*** Data excerpts Section Begins ***

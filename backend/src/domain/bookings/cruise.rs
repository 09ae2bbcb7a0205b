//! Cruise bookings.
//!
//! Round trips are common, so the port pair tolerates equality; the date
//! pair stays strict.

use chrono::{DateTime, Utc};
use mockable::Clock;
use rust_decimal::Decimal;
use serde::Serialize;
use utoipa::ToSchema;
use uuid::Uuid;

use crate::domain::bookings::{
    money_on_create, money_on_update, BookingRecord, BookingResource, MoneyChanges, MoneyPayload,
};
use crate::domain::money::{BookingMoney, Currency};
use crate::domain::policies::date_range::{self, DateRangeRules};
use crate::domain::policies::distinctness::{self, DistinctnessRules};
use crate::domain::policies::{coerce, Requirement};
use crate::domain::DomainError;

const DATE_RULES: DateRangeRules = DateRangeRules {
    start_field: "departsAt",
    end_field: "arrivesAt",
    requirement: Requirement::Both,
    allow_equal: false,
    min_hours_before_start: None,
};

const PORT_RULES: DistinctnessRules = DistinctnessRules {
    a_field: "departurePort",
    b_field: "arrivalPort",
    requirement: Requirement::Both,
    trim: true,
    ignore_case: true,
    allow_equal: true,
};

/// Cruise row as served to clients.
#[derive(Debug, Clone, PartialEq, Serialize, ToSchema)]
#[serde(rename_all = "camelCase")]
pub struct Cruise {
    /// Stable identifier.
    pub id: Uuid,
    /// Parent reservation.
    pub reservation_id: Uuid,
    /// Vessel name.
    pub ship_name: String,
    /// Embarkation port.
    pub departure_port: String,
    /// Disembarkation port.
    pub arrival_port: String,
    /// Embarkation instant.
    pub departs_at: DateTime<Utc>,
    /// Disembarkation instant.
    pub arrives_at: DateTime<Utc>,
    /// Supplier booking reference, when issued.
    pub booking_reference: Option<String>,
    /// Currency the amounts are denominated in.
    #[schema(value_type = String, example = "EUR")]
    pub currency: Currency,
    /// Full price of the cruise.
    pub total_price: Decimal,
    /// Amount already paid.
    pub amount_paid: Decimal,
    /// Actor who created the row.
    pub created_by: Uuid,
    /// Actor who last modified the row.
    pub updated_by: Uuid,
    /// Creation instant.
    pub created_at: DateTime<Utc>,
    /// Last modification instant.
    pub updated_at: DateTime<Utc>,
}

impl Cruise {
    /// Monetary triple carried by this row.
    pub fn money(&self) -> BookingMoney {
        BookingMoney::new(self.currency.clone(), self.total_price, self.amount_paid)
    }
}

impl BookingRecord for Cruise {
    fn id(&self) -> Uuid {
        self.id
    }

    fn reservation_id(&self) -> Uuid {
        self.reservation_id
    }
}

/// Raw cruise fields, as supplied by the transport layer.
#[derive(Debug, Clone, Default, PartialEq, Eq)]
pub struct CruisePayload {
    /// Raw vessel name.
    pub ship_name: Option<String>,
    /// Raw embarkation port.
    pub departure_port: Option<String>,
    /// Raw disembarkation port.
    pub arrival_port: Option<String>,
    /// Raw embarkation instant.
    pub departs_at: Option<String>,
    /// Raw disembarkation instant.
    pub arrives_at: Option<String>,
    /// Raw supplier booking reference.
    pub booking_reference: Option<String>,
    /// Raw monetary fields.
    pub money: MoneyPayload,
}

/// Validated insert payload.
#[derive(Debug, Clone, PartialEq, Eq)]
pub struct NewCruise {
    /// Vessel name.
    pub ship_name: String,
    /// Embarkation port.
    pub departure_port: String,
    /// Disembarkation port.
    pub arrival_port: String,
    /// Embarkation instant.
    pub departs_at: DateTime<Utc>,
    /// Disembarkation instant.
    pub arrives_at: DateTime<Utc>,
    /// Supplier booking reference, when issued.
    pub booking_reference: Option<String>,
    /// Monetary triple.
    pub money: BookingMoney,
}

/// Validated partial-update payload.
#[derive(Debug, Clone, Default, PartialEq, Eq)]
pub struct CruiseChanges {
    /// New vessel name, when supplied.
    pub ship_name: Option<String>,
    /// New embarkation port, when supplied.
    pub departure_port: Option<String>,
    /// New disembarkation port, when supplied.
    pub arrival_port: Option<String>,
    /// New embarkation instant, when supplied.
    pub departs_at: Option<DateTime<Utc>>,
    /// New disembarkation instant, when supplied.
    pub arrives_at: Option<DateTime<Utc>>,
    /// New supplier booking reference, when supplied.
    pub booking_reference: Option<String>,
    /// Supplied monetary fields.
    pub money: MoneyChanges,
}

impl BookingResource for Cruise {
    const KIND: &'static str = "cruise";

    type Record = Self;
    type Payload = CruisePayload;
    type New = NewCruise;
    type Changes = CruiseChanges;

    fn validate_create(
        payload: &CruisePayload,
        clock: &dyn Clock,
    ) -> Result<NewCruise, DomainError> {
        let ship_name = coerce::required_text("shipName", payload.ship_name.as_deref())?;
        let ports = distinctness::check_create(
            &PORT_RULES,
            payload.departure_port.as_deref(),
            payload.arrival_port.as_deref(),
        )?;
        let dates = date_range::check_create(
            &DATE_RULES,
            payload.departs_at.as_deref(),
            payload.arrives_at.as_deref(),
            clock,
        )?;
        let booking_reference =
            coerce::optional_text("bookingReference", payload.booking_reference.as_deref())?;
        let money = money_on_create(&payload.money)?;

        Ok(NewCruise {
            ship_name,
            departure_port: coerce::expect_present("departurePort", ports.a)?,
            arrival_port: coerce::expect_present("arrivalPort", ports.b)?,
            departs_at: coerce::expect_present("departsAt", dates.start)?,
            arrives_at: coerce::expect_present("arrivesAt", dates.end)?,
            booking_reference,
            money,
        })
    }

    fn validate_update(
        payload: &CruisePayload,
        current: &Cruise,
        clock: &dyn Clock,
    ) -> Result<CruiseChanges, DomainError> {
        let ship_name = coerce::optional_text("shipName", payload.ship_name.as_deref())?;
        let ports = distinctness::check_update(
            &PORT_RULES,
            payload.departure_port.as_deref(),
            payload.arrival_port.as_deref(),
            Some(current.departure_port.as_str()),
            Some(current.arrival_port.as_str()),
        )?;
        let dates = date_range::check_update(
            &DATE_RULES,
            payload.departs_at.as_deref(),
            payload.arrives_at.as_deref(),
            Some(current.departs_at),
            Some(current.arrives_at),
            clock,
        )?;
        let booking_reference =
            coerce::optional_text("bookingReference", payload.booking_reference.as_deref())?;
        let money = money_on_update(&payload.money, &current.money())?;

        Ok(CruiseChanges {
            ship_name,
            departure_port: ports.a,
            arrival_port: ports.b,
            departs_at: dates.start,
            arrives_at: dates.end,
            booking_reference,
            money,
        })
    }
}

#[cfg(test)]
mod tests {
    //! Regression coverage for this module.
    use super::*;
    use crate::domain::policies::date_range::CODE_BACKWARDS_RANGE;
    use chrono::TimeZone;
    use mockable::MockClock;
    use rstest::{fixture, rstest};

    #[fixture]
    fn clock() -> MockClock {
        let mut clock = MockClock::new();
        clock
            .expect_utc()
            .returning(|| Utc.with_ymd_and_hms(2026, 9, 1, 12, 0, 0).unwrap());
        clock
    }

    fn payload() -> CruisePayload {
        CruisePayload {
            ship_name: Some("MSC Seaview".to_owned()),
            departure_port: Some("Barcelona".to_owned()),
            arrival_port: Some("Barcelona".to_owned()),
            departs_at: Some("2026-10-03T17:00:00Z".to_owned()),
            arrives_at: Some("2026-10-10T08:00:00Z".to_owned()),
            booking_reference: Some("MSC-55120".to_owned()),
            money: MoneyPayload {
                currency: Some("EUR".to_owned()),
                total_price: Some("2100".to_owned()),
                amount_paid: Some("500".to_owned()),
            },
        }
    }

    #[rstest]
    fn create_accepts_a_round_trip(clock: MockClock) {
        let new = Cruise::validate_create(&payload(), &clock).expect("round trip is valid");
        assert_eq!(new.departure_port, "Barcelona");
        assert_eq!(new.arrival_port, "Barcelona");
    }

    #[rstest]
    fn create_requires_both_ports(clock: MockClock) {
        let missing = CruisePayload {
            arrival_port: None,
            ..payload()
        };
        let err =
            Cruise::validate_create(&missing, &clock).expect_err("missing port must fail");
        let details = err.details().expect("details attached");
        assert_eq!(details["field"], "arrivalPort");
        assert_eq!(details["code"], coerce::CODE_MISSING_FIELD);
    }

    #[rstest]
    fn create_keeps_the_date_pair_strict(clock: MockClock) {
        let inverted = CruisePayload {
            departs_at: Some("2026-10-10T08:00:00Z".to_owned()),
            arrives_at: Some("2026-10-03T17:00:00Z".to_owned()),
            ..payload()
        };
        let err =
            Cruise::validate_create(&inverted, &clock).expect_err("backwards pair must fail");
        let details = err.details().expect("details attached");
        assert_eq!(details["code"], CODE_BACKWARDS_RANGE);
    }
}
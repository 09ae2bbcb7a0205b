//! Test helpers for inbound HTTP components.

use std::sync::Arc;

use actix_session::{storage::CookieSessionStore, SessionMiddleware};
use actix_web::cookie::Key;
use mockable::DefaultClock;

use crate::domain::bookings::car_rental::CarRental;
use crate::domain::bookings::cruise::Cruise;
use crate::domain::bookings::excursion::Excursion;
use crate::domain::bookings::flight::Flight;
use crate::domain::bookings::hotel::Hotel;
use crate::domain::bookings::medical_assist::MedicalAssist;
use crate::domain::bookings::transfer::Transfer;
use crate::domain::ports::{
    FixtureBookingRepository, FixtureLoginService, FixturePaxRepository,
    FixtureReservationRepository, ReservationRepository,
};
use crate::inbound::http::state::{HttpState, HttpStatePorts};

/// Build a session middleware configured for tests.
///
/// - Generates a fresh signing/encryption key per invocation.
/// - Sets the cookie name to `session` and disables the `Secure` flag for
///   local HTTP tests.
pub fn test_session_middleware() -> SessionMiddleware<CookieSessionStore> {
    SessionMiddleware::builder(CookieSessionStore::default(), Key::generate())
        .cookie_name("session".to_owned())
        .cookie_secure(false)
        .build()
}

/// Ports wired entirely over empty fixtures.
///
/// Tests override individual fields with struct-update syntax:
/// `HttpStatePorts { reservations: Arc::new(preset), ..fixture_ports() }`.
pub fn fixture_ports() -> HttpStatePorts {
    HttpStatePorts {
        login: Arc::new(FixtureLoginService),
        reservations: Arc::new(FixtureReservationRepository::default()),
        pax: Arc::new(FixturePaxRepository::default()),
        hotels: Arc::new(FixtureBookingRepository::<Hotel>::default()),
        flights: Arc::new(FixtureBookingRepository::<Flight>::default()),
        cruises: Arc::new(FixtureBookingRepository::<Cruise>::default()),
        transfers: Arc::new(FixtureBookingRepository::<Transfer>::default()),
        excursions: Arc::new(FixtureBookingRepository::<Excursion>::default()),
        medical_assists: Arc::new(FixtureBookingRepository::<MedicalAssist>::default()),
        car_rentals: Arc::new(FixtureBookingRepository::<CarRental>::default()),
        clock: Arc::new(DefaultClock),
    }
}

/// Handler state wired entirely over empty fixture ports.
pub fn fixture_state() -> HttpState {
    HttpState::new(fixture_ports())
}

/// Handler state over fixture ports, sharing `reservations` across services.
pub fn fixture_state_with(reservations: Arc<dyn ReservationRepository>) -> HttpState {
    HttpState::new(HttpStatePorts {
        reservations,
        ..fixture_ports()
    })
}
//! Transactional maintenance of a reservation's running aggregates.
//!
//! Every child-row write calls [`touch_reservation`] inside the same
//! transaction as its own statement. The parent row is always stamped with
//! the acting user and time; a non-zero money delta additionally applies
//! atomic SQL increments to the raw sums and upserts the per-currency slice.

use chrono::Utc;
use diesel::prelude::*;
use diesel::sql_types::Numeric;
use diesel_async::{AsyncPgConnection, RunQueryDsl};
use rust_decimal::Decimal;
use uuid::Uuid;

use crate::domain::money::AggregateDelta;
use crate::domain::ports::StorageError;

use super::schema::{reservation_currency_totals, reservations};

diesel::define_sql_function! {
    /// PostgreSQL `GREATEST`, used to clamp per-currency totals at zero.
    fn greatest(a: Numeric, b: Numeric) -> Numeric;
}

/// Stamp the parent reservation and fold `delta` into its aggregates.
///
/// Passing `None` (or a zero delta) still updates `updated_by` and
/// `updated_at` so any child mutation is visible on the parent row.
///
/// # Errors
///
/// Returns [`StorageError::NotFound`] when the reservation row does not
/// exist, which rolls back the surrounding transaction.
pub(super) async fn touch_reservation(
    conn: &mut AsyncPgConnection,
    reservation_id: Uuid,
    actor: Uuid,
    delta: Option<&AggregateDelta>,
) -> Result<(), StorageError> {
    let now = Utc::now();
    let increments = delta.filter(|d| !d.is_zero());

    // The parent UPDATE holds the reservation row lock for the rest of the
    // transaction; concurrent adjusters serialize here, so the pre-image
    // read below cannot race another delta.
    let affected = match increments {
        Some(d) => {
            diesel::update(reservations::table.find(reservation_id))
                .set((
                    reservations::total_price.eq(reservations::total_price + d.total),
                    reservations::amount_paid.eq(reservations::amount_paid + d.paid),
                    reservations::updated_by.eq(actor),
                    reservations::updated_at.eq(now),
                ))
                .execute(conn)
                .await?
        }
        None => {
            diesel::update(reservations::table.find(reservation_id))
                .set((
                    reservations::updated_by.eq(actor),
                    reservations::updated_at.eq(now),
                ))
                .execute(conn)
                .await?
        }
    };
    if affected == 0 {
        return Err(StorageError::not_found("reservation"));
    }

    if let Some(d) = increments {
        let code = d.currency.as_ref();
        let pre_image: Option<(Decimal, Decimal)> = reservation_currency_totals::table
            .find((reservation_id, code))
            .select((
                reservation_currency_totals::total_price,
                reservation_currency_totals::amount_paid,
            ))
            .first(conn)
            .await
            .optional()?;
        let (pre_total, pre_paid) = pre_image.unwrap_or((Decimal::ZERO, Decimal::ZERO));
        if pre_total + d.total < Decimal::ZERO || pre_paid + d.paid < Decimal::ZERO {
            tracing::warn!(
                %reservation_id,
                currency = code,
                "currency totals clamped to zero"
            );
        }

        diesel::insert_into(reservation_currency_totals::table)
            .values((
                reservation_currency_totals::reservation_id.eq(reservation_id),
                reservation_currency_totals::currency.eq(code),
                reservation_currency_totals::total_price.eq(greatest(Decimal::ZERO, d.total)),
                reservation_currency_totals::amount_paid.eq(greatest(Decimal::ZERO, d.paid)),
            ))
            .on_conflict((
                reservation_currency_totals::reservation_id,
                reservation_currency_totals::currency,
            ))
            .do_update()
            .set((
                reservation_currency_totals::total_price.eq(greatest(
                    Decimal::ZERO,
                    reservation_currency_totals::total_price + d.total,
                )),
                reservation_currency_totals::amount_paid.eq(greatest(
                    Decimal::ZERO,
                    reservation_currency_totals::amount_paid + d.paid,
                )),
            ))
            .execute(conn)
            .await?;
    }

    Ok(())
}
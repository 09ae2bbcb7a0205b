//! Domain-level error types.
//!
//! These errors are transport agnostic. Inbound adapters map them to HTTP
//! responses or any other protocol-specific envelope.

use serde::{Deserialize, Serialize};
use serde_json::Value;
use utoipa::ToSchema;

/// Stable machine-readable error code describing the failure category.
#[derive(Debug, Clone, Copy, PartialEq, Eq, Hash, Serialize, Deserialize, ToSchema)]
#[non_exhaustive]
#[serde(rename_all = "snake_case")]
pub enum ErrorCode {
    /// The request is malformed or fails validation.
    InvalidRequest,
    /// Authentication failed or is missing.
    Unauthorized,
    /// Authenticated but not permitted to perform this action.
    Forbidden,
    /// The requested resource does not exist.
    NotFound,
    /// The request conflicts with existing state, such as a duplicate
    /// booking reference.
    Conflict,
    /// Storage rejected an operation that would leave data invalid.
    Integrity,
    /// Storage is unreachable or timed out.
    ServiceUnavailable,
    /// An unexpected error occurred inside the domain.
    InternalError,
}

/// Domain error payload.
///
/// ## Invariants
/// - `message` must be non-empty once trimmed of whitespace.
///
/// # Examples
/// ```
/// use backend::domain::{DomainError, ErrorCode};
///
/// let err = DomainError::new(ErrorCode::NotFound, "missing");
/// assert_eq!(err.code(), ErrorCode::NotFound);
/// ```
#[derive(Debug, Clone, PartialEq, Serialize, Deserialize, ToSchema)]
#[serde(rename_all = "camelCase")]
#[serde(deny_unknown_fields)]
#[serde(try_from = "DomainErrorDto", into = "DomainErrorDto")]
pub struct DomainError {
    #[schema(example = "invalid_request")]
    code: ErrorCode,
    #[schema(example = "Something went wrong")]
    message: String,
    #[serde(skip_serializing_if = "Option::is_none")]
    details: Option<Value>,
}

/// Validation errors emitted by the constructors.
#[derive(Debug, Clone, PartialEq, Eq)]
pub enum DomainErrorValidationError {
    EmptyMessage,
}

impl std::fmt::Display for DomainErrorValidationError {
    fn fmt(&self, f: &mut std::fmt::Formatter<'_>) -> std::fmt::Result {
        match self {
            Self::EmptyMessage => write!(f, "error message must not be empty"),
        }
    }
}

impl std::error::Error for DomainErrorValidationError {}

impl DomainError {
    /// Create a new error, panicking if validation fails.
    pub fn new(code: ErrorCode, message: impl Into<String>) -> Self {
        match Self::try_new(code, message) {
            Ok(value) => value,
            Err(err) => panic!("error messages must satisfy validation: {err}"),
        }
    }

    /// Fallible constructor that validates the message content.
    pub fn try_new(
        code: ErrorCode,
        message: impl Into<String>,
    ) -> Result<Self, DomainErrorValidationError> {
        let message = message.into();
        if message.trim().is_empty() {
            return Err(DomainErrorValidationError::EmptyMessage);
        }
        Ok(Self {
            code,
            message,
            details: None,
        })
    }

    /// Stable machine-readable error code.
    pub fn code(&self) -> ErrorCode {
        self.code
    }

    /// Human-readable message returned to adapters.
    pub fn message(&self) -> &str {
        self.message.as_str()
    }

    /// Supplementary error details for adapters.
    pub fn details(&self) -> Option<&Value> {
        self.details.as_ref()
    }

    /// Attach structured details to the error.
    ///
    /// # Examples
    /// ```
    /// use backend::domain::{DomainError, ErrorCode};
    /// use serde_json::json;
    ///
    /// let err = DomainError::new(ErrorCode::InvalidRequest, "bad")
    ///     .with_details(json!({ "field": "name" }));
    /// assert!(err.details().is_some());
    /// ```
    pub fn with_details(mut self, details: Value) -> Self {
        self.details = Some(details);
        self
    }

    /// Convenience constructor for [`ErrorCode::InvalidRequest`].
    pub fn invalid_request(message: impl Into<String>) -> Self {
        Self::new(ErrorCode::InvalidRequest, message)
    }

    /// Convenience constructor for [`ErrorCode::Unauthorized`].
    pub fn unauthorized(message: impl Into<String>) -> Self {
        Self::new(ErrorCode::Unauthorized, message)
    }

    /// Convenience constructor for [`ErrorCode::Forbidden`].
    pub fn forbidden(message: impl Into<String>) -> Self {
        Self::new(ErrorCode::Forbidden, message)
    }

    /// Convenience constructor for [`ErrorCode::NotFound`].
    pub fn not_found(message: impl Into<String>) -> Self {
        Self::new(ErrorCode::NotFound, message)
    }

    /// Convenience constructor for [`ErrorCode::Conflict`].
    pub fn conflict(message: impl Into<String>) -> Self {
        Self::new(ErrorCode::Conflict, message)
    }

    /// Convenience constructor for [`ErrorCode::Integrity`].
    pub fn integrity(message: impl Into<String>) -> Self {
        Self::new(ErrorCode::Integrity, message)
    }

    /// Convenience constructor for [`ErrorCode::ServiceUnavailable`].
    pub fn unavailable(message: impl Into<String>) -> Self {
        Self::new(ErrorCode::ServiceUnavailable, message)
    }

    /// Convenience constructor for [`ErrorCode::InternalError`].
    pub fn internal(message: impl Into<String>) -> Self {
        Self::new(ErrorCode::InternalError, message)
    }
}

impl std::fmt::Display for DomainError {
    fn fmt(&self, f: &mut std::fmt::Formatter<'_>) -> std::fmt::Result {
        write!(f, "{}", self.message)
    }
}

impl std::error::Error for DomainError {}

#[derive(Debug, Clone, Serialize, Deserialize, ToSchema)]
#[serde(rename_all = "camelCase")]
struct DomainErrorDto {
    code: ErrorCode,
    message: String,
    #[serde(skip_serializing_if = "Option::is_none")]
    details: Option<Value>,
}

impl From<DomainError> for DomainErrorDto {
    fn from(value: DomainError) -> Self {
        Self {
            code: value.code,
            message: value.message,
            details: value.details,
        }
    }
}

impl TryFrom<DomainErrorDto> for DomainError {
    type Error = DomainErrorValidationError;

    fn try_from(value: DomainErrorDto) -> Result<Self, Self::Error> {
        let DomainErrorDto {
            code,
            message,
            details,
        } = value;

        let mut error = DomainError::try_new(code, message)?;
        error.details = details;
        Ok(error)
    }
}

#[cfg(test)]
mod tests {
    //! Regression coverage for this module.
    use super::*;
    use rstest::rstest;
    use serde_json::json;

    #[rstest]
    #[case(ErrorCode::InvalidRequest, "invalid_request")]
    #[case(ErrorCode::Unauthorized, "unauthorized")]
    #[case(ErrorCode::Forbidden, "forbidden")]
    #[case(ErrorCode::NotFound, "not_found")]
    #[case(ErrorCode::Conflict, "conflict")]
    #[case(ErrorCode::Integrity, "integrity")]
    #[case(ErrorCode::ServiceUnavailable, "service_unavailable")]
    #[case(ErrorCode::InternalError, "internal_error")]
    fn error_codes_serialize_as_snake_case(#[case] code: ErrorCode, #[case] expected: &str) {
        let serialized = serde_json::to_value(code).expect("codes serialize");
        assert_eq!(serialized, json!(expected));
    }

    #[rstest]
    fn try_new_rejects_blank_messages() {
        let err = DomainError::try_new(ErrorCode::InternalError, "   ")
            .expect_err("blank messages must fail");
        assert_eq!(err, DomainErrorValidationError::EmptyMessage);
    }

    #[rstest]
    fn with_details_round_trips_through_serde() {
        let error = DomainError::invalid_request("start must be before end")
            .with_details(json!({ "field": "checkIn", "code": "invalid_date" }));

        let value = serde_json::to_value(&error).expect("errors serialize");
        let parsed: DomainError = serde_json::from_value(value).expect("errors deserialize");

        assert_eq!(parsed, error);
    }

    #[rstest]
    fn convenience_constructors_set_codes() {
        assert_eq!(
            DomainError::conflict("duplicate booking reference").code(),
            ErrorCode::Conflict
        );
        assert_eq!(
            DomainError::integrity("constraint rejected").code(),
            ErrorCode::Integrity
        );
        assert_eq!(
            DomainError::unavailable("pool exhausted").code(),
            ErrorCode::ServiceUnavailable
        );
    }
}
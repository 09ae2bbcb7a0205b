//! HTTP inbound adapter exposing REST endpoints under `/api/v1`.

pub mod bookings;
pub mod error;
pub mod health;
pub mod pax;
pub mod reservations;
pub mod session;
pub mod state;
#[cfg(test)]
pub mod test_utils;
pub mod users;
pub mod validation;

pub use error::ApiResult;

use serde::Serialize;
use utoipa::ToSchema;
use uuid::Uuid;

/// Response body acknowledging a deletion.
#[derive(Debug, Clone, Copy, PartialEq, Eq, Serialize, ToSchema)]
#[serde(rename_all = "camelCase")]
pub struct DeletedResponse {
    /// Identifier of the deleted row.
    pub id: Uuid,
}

*** Data excerpts Section Ends ***

### Exercise
In the listing above, each line with the word "backend" is to be copied out.

### Solved problem
filename backend/src/domain/bookings/cruise.rs
/// use backend::domain::{DomainError, ErrorCode};
    /// use backend::domain::{DomainError, ErrorCode};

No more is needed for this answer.